We study the quantum “branched flow” pattern of electron flux from a quantum point contact (QPC) traveling over a random background potential in two-dimensional electron gases (2DEGs) as well as in the depths of the ocean leading to freak wave development.
For instance, we have studied how disorder affects the spatial structure of electron transport by imaging electron flow in three different GaAs/AlGaAs 2DEGs, whose mobilities range over an order of magnitude. As expected, electrons flow along narrow branches that we found remain straight over a distance roughly proportional to the mean free path. We also observed two unanticipated phenomena in high-mobility samples. In our highest-mobility sample we observed an almost complete absence of sharp impurity or defect scattering, indicated by the complete suppression of quantum coherent interference fringes. Also, branched flow through the chaotic potential of a high-mobility sample remains stable to significant changes to the initial conditions of injected electrons. (Nature Physics 3, 841 - 845 (2007))

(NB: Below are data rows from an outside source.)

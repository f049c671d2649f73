//! Per-concept search with rate-limit back-off.

use pulso_core::Concept;

use crate::client::RecentSearch;
use crate::error::SearchError;
use crate::query::{build_concept_query, MAX_QUERY_LEN};
use crate::retry::{retry_rate_limited, BackoffPolicy};
use crate::types::FoundPost;

/// Issues recent-search queries through a [`RecentSearch`] collaborator,
/// retrying rate-limited calls according to its [`BackoffPolicy`].
///
/// Constructed once at process start and reused across sequential runs.
pub struct SearchGateway<C> {
    client: C,
    max_results: u32,
    backoff: BackoffPolicy,
}

impl<C: RecentSearch + Sync> SearchGateway<C> {
    #[must_use]
    pub fn new(client: C, max_results: u32, backoff: BackoffPolicy) -> Self {
        Self {
            client,
            max_results,
            backoff,
        }
    }

    #[must_use]
    pub fn max_results(&self) -> u32 {
        self.max_results
    }

    /// Runs one query and returns its posts joined with author metadata.
    ///
    /// # Errors
    ///
    /// - [`SearchError::QueryTooLong`] before any call when `query` exceeds
    ///   [`MAX_QUERY_LEN`] characters.
    /// - [`SearchError::RateLimitExceeded`] when every attempt was rate limited.
    /// - Any other client error, immediately.
    pub async fn search(&self, query: &str) -> Result<Vec<FoundPost>, SearchError> {
        let len = query.chars().count();
        if len > MAX_QUERY_LEN {
            return Err(SearchError::QueryTooLong {
                len,
                max: MAX_QUERY_LEN,
            });
        }

        let client = &self.client;
        let max_results = self.max_results;
        let page = retry_rate_limited(&self.backoff, move || {
            client.search_recent(query, max_results)
        })
        .await?;
        Ok(page.into_posts())
    }

    /// Builds and runs the query for `concept` (see [`build_concept_query`]).
    ///
    /// # Errors
    ///
    /// Same as [`SearchGateway::search`].
    pub async fn search_concept(
        &self,
        location: &str,
        concept: Concept,
        politician: Option<&str>,
    ) -> Result<Vec<FoundPost>, SearchError> {
        let query = build_concept_query(location, concept, politician);
        tracing::debug!(concept = %concept, query = %query, "searching concept");
        self.search(&query).await
    }
}

#[cfg(test)]
mod tests {
    use std::sync::atomic::{AtomicU32, Ordering};

    use super::*;
    use crate::types::{ApiPost, SearchPage};

    /// Rate-limits the first `limited` calls, then returns one post.
    struct FlakySearch {
        limited: u32,
        calls: AtomicU32,
    }

    impl RecentSearch for FlakySearch {
        async fn search_recent(
            &self,
            query: &str,
            _max_results: u32,
        ) -> Result<SearchPage, SearchError> {
            if self.calls.fetch_add(1, Ordering::SeqCst) < self.limited {
                return Err(SearchError::RateLimited {
                    reset_after_secs: Some(1),
                });
            }
            Ok(SearchPage {
                data: vec![ApiPost {
                    id: "1".to_owned(),
                    text: format!("resultado para {query}"),
                    author_id: None,
                    created_at: None,
                    public_metrics: None,
                    geo: None,
                    in_reply_to_user_id: None,
                    context_annotations: Vec::new(),
                    attachments: None,
                }],
                ..SearchPage::default()
            })
        }
    }

    fn gateway(limited: u32) -> SearchGateway<FlakySearch> {
        SearchGateway::new(
            FlakySearch {
                limited,
                calls: AtomicU32::new(0),
            },
            10,
            BackoffPolicy::from_secs(3, 0),
        )
    }

    #[tokio::test]
    async fn recovers_after_rate_limit() {
        let gateway = gateway(2);
        let posts = gateway.search("salud").await.expect("search");
        assert_eq!(posts.len(), 1);
        assert_eq!(posts[0].meta.username, "unknown");
        assert_eq!(gateway.client.calls.load(Ordering::SeqCst), 3);
    }

    #[tokio::test]
    async fn gives_up_after_three_attempts() {
        let gateway = gateway(u32::MAX);
        let result = gateway.search("salud").await;
        assert!(matches!(
            result,
            Err(SearchError::RateLimitExceeded { attempts: 3 })
        ));
        assert_eq!(gateway.client.calls.load(Ordering::SeqCst), 3);
    }

    #[tokio::test]
    async fn rejects_overlong_query_without_calling() {
        let gateway = gateway(0);
        let query = "a".repeat(MAX_QUERY_LEN + 1);
        let result = gateway.search(&query).await;
        assert!(matches!(result, Err(SearchError::QueryTooLong { len: 513, max: 512 })));
        assert_eq!(gateway.client.calls.load(Ordering::SeqCst), 0);
    }

    #[tokio::test]
    async fn search_concept_builds_query() {
        let gateway = gateway(0);
        let posts = gateway
            .search_concept("Cali", Concept::Salud, None)
            .await
            .expect("search");
        assert!(posts[0].text.contains("\"Cali\" (salud OR hospitales"));
        assert!(posts[0].text.ends_with("lang:es -is:retweet"));
    }
}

a–c, Electron flow originates from the QPC formed between the two depletion regions, schematically indicated in black below each image. The length over which branches remain straight depends on the sample's mean free path. a, Sample A, with mean free path 1.5 m, has branches that quickly change direction or are hard to assign a direction. b, Sample B, with mean free path 13 m, has branches that remain straight over moderate length scales. The average distance along a branch of flow between observable branch points is 480 nm. c, Sample C, with mean free path 28 m, has branches that remain straight over the longest length scales. The average distance along a branch of flow between branch points is 740 nm. b,c, Red arrows denote two neighbouring, observable branch points where one branch splits into two. d, Schematic diagram showing metallic gates and tip (orange) creating depletion regions (black) in the 2DEG (green) buried below the surface of the sample.